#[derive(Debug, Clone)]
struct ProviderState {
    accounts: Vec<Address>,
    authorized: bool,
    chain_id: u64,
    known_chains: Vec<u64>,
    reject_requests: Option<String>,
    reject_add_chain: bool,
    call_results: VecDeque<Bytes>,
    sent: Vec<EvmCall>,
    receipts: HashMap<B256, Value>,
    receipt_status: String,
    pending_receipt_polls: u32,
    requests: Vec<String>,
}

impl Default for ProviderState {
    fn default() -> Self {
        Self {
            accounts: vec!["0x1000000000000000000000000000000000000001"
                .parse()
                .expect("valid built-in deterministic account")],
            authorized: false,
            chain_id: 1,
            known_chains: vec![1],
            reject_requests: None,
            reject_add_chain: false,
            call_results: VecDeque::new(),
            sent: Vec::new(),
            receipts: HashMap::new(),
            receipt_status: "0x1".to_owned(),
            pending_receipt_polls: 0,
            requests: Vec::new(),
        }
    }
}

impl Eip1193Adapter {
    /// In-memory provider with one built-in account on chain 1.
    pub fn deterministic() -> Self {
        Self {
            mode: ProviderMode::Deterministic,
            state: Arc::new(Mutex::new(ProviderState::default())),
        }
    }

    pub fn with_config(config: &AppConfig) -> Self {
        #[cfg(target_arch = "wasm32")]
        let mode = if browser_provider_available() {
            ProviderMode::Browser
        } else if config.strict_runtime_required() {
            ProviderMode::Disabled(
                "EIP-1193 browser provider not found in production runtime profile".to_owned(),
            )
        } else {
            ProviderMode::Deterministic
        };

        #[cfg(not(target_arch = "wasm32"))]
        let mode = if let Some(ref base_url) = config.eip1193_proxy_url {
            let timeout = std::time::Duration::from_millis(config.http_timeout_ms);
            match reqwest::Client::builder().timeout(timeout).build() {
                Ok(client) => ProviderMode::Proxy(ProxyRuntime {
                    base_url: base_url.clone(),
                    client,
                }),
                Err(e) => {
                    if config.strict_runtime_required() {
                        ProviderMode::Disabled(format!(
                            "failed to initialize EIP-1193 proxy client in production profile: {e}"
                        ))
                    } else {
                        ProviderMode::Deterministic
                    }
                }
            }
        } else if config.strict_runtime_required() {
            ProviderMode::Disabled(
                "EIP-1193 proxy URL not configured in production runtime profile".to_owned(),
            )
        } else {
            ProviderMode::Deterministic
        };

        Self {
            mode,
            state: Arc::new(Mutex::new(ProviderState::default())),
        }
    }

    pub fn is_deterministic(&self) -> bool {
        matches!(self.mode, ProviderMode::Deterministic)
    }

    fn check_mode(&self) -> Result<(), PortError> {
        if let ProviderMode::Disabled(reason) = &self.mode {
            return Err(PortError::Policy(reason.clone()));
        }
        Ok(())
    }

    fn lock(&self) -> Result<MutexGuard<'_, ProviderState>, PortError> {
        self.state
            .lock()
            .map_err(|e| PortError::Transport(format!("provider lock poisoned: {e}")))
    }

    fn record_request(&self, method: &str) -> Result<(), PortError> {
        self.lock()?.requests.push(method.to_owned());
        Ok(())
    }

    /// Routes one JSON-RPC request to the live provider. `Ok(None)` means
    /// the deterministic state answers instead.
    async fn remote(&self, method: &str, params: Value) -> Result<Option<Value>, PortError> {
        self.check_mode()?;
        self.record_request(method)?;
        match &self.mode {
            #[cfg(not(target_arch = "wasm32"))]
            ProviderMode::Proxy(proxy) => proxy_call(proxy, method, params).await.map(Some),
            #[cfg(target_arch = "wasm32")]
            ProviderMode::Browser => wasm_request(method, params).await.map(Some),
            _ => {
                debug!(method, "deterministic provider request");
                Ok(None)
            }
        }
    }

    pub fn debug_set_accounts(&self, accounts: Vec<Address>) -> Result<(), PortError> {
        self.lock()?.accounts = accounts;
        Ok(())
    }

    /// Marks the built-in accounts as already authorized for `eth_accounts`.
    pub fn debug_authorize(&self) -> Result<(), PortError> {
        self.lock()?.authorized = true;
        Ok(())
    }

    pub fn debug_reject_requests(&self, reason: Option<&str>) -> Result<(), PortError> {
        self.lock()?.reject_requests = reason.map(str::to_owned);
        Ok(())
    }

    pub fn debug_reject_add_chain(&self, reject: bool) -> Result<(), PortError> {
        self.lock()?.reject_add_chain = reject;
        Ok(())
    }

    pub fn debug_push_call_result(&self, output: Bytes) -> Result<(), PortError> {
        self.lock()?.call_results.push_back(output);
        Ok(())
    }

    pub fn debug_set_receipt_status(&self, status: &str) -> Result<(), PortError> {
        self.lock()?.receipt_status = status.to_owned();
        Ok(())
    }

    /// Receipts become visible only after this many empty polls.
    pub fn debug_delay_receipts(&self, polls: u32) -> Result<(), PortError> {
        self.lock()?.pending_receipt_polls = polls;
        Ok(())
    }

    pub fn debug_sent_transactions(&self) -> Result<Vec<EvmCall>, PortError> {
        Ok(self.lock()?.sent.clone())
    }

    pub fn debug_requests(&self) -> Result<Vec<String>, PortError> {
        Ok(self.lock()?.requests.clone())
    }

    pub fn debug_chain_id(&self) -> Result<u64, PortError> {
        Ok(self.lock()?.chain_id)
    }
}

-- -- --

- [Aim of the exercise]: Reproduce only the lines above spanning from the line containing "pub fn debug_authorize(&self)" through the line containing "pub fn debug_reject_add_chain(&self, reject: bool)", word for word.

- [Task response]:
    pub fn debug_authorize(&self) -> Result<(), PortError> {
        self.lock()?.authorized = true;
        Ok(())
    }

    pub fn debug_reject_requests(&self, reason: Option<&str>) -> Result<(), PortError> {
        self.lock()?.reject_requests = reason.map(str::to_owned);
        Ok(())
    }

    pub fn debug_reject_add_chain(&self, reject: bool) -> Result<(), PortError> {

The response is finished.